- **REQUIREMENT**
In the material below, find the line that contains "assert_eq!(a.count(), 1);" and the line that contains "for _ in 0..3", then write out exactly those two lines and everything between them.

□ □ □ □ □ □ □

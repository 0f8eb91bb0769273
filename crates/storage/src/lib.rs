//! Storage layer for recstore
//!
//! This crate holds the two pieces of per-environment state:
//! - RecordStore: normalized records keyed by identity (pure storage)
//! - InvalidationState: the epoch counter, per-record invalidation stamps
//!   and the last global invalidation epoch
//!
//! Neither type knows about transactions; the concurrency layer batches
//! writes and invalidations and applies them here in one step per commit.

#![warn(missing_docs)]
#![warn(clippy::all)]

pub mod invalidation;
pub mod store;

pub use invalidation::{InvalidationBatch, InvalidationState};
pub use store::{RecordStore, RecordWrite};
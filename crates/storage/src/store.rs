//! Record store: normalized records keyed by identity
//!
//! # Design
//!
//! - FxHashMap behind a parking_lot RwLock: O(1) lookups, shared via `Arc`
//! - Records are owned by the store and handed out as clones
//! - Writes replace whole records; there is no in-place field mutation
//! - `apply` is the only writer: it installs a whole commit under one lock
//!   so readers never observe half of a transaction

use parking_lot::RwLock;
use recstore_core::{Record, RecordId};
use rustc_hash::FxHashMap;

/// One buffered write produced by a transaction
#[derive(Debug, Clone, PartialEq)]
pub enum RecordWrite {
    /// Insert or replace a record
    Put(Record),
    /// Remove a record
    Delete(RecordId),
}

impl RecordWrite {
    /// The record id this write targets
    pub fn id(&self) -> &RecordId {
        match self {
            RecordWrite::Put(record) => record.id(),
            RecordWrite::Delete(id) => id,
        }
    }
}

/// In-memory record store
#[derive(Debug, Default)]
pub struct RecordStore {
    records: RwLock<FxHashMap<RecordId, Record>>,
}

impl RecordStore {
    /// Create an empty store
    pub fn new() -> Self {
        Self::default()
    }

    /// Get a copy of a record
    pub fn get(&self, id: &RecordId) -> Option<Record> {
        self.records.read().get(id).cloned()
    }

    /// Check whether a record exists
    pub fn contains(&self, id: &RecordId) -> bool {
        self.records.read().contains_key(id)
    }

    /// Number of records held
    pub fn len(&self) -> usize {
        self.records.read().len()
    }

    /// Check if the store holds no records
    pub fn is_empty(&self) -> bool {
        self.records.read().is_empty()
    }

    /// Apply a batch of writes atomically
    ///
    /// Returns the number of writes applied. Deletes of absent records
    /// count as applied.
    pub fn apply<I>(&self, writes: I) -> usize
    where
        I: IntoIterator<Item = RecordWrite>,
    {
        let mut records = self.records.write();
        let mut applied = 0;
        for write in writes {
            match write {
                RecordWrite::Put(record) => {
                    records.insert(record.id().clone(), record);
                }
                RecordWrite::Delete(id) => {
                    records.remove(&id);
                }
            }
            applied += 1;
        }
        applied
    }
}
//! Contract types shared by every layer
//!
//! - [`Epoch`]: ordering marker for invalidation and commits
//! - [`Timestamp`]: wall-clock time, used for fetch times

pub mod epoch;
pub mod timestamp;

pub use epoch::Epoch;
pub use timestamp::Timestamp;
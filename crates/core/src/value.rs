//! Scalar values stored in record fields
//!
//! Links between records are not values: they live in
//! [`FieldValue::Link`](crate::record::FieldValue) so invalidation and
//! reachability never need to inspect scalar payloads.
//!
//! ## Equality
//!
//! - Different variants are never equal: `Int(1) != Float(1.0)`
//! - Float uses IEEE-754 equality: `NaN != NaN`, `-0.0 == 0.0`

use serde::{Deserialize, Serialize};

/// Scalar payload of a record field
#[derive(Debug, Clone, Serialize, Deserialize)]
pub enum Value {
    /// Explicit null (field fetched, server returned null)
    Null,
    /// Boolean value
    Bool(bool),
    /// 64-bit signed integer
    Int(i64),
    /// 64-bit floating point (IEEE-754)
    Float(f64),
    /// UTF-8 string
    String(String),
    /// List of scalars
    List(Vec<Value>),
}

impl PartialEq for Value {
    fn eq(&self, other: &Self) -> bool {
        match (self, other) {
            (Value::Null, Value::Null) => true,
            (Value::Bool(a), Value::Bool(b)) => a == b,
            (Value::Int(a), Value::Int(b)) => a == b,
            (Value::Float(a), Value::Float(b)) => a == b,
            (Value::String(a), Value::String(b)) => a == b,
            (Value::List(a), Value::List(b)) => a == b,
            _ => false,
        }
    }
}

impl Value {
    /// Get the type name as a string
    pub fn type_name(&self) -> &'static str {
        match self {
            Value::Null => "Null",
            Value::Bool(_) => "Bool",
            Value::Int(_) => "Int",
            Value::Float(_) => "Float",
            Value::String(_) => "String",
            Value::List(_) => "List",
        }
    }

    /// Check if this is a null value
    pub fn is_null(&self) -> bool {
        matches!(self, Value::Null)
    }

    /// Get as bool if this is a Bool value
    pub fn as_bool(&self) -> Option<bool> {
        match self {
            Value::Bool(b) => Some(*b),
            _ => None,
        }
    }

    /// Get as i64 if this is an Int value
    pub fn as_int(&self) -> Option<i64> {
        match self {
            Value::Int(i) => Some(*i),
            _ => None,
        }
    }

    /// Get as f64 if this is a Float value
    pub fn as_float(&self) -> Option<f64> {
        match self {
            Value::Float(f) => Some(*f),
            _ => None,
        }
    }

    /// Get as &str if this is a String value
    pub fn as_str(&self) -> Option<&str> {
        match self {
            Value::String(s) => Some(s),
            _ => None,
        }
    }

    /// Get as a slice if this is a List value
    pub fn as_list(&self) -> Option<&[Value]> {
        match self {
            Value::List(l) => Some(l),
            _ => None,
        }
    }
}

impl From<&str> for Value {
    fn from(s: &str) -> Self {
        Value::String(s.to_string())
    }
}

impl From<String> for Value {
    fn from(s: String) -> Self {
        Value::String(s)
    }
}

impl From<i64> for Value {
    fn from(i: i64) -> Self {
        Value::Int(i)
    }
}

impl From<f64> for Value {
    fn from(f: f64) -> Self {
        Value::Float(f)
    }
}

impl From<bool> for Value {
    fn from(b: bool) -> Self {
        Value::Bool(b)
    }
}

impl From<serde_json::Value> for Value {
    /// Convert a JSON scalar from a response payload
    ///
    /// Objects have no scalar representation; they are normalized into
    /// records by the caller and stored as links. An object reaching this
    /// conversion is kept as its JSON text.
    fn from(json: serde_json::Value) -> Self {
        match json {
            serde_json::Value::Null => Value::Null,
            serde_json::Value::Bool(b) => Value::Bool(b),
            serde_json::Value::Number(n) => match n.as_i64() {
                Some(i) => Value::Int(i),
                None => Value::Float(n.as_f64().unwrap_or(f64::NAN)),
            },
            serde_json::Value::String(s) => Value::String(s),
            serde_json::Value::Array(items) => {
                Value::List(items.into_iter().map(Value::from).collect())
            }
            obj @ serde_json::Value::Object(_) => Value::String(obj.to_string()),
        }
    }
}
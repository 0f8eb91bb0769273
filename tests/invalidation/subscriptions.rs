//! Invalidation subscription tests
//!
//! - One callback per qualifying commit
//! - No callback for unrelated ids
//! - Cancellation before deferred dispatch

use crate::common::*;
use recstore::{Epoch, InvalidationSubscription};
use std::sync::atomic::{AtomicUsize, Ordering};
use std::sync::Arc;

#[test]
fn fires_exactly_once_for_one_commit() {
    let env = env();
    let log = EventLog::new();
    env.subscribe_to_invalidation_state(vec![id("user:1")], log.callback());

    let receipt = env
        .commit_update(|txn| {
            txn.invalidate_record(id("user:1"))?;
            txn.invalidate_record(id("user:2"))?;
            txn.invalidate_record(id("post:9"))
        })
        .unwrap();

    assert_eq!(log.count(), 1);
    let event = &log.events()[0];
    assert_eq!(event.epoch, receipt.epoch);
    assert_eq!(event.records.as_slice(), &[id("user:1")]);
    assert!(!event.global);
}

#[test]
fn repeated_invalidation_in_one_transaction_fires_once() {
    let env = env();
    let log = EventLog::new();
    env.subscribe_to_invalidation_state(vec![id("user:1"), id("user:2")], log.callback());

    env.commit_update(|txn| {
        txn.invalidate_record(id("user:1"))?;
        txn.invalidate_record(id("user:1"))?;
        txn.invalidate_record(id("user:2"))
    })
    .unwrap();

    assert_eq!(log.count(), 1);
    assert_eq!(log.events()[0].records.len(), 2);
}

#[test]
fn does_not_fire_for_a_different_id() {
    let env = env();
    let log = EventLog::new();
    env.subscribe_to_invalidation_state(vec![id("user:1")], log.callback());

    env.invalidate_record(id("user:2")).unwrap();
    env.commit_update(|txn| txn.set(user("user:1", "Alice")))
        .unwrap();

    assert_eq!(log.count(), 0);
}

#[test]
fn global_invalidation_fires_all_subscribers() {
    let env = env();
    let a = EventLog::new();
    let b = EventLog::new();
    env.subscribe_to_invalidation_state(vec![id("user:1")], a.callback());
    env.subscribe_to_invalidation_state(vec![id("post:1"), id("post:2")], b.callback());

    env.invalidate_store().unwrap();

    assert_eq!(a.count(), 1);
    assert_eq!(b.count(), 1);
    assert!(b.events()[0].global);
    assert!(b.events()[0].records.is_empty());
}

#[test]
fn one_callback_per_commit() {
    let env = env();
    let log = EventLog::new();
    env.subscribe_to_invalidation_state(vec![id("user:1")], log.callback());

    for _ in 0..3 {
        env.invalidate_record(id("user:1")).unwrap();
    }
    let epochs: Vec<Epoch> = log.events().iter().map(|e| e.epoch).collect();
    assert_eq!(epochs, vec![Epoch::new(1), Epoch::new(2), Epoch::new(3)]);
}

#[test]
fn every_epoch_advance_from_invalidation_notifies() {
    let env = env();
    let log = EventLog::new();
    env.subscribe_to_invalidation_state(vec![id("user:1")], log.callback());
    let before = env.capture_now(false);

    env.invalidate_record(id("user:1")).unwrap();
    env.invalidate_store().unwrap();
    let mut txn = env.begin().unwrap();
    txn.invalidate_record(id("user:1")).unwrap();
    env.commit(txn).unwrap();

    assert_eq!(env.current_epoch(), Epoch::new(3));
    assert_eq!(log.count(), 3);
    assert!(log.events()[1].global);
    assert!(env.is_stale(&before, &[id("user:1")]).is_stale());
}

#[test]
fn subscribing_to_unknown_identity_is_allowed() {
    let env = env();
    let log = EventLog::new();
    env.subscribe_to_invalidation_state(vec![id("later:1")], log.callback());

    env.commit_update(|txn| {
        txn.set(user("later:1", "Late"))?;
        txn.invalidate_record(id("later:1"))
    })
    .unwrap();
    assert_eq!(log.count(), 1);
}

// ============================================================================
// Deferred dispatch
// ============================================================================

#[test]
fn deferred_notifications_wait_for_flush() {
    let env = deferred_env();
    let log = EventLog::new();
    env.subscribe_to_invalidation_state(vec![id("user:1")], log.callback());

    env.invalidate_record(id("user:1")).unwrap();
    env.invalidate_record(id("user:1")).unwrap();
    assert_eq!(log.count(), 0);
    assert_eq!(env.stats().pending_notifications, 2);

    assert_eq!(env.flush_notifications(), 2);
    assert_eq!(log.count(), 2);
    assert_eq!(env.flush_notifications(), 0);
}

#[test]
fn unsubscribe_before_dispatch_prevents_callback() {
    let env = deferred_env();
    let log = EventLog::new();
    let handle = env.subscribe_to_invalidation_state(vec![id("user:1")], log.callback());

    env.invalidate_record(id("user:1")).unwrap();
    handle.dispose();
    env.flush_notifications();

    assert_eq!(log.count(), 0);
    assert!(!handle.is_active());
}

#[test]
fn dispose_from_inside_callback() {
    let env = env();
    let calls = Arc::new(AtomicUsize::new(0));
    let slot = Arc::new(parking_lot::Mutex::new(None::<InvalidationSubscription>));

    let handle = {
        let calls = Arc::clone(&calls);
        let slot = Arc::clone(&slot);
        env.subscribe_to_invalidation_state(vec![id("user:1")], move |_| {
            calls.fetch_add(1, Ordering::SeqCst);
            if let Some(me) = slot.lock().as_ref() {
                me.dispose();
            }
        })
    };
    *slot.lock() = Some(handle.clone());

    env.invalidate_record(id("user:1")).unwrap();
    env.invalidate_record(id("user:1")).unwrap();

    assert_eq!(calls.load(Ordering::SeqCst), 1);
    assert!(!handle.is_active());
}

#[test]
fn disposing_twice_is_harmless() {
    let env = env();
    let log = EventLog::new();
    let handle = env.subscribe_to_invalidation_state(vec![id("user:1")], log.callback());
    handle.dispose();
    handle.dispose();
    assert_eq!(env.stats().subscriptions, 0);
}

#[test]
fn handle_outliving_environment_is_inert() {
    let log = EventLog::new();
    let handle = {
        let env = env();
        env.subscribe_to_invalidation_state(vec![id("user:1")], log.callback())
    };
    assert!(!handle.is_active());
    handle.dispose();
}

// ============================================================================
// Properties
// ============================================================================

mod properties {
    use super::*;
    use proptest::prelude::*;

    proptest! {
        #![proptest_config(ProptestConfig::with_cases(64))]

        #[test]
        fn callbacks_match_commits_touching_watched_ids(
            commits in proptest::collection::vec(
                proptest::collection::vec(0u8..6, 0..4),
                1..12,
            ),
        ) {
            let env = env();
            let log = EventLog::new();
            env.subscribe_to_invalidation_state(vec![id("n:0"), id("n:1")], log.callback());

            let mut expected = 0;
            for ids in &commits {
                if ids.iter().any(|n| *n < 2) {
                    expected += 1;
                }
                env.commit_update(|txn| {
                    for n in ids {
                        txn.invalidate_record(id(&format!("n:{}", n)))?;
                    }
                    Ok(())
                })
                .unwrap();
            }

            prop_assert_eq!(log.count(), expected);
            prop_assert_eq!(env.current_epoch(), Epoch::new(commits.len() as u64));
        }
    }
}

□ □ □ □ □ □ □

- **RESPONSE TO THIS EXERCISE**
    assert_eq!(a.count(), 1);
    assert_eq!(b.count(), 1);
    assert!(b.events()[0].global);
    assert!(b.events()[0].records.is_empty());
}

#[test]
fn one_callback_per_commit() {
    let env = env();
    let log = EventLog::new();
    env.subscribe_to_invalidation_state(vec![id("user:1")], log.callback());

    for _ in 0..3 {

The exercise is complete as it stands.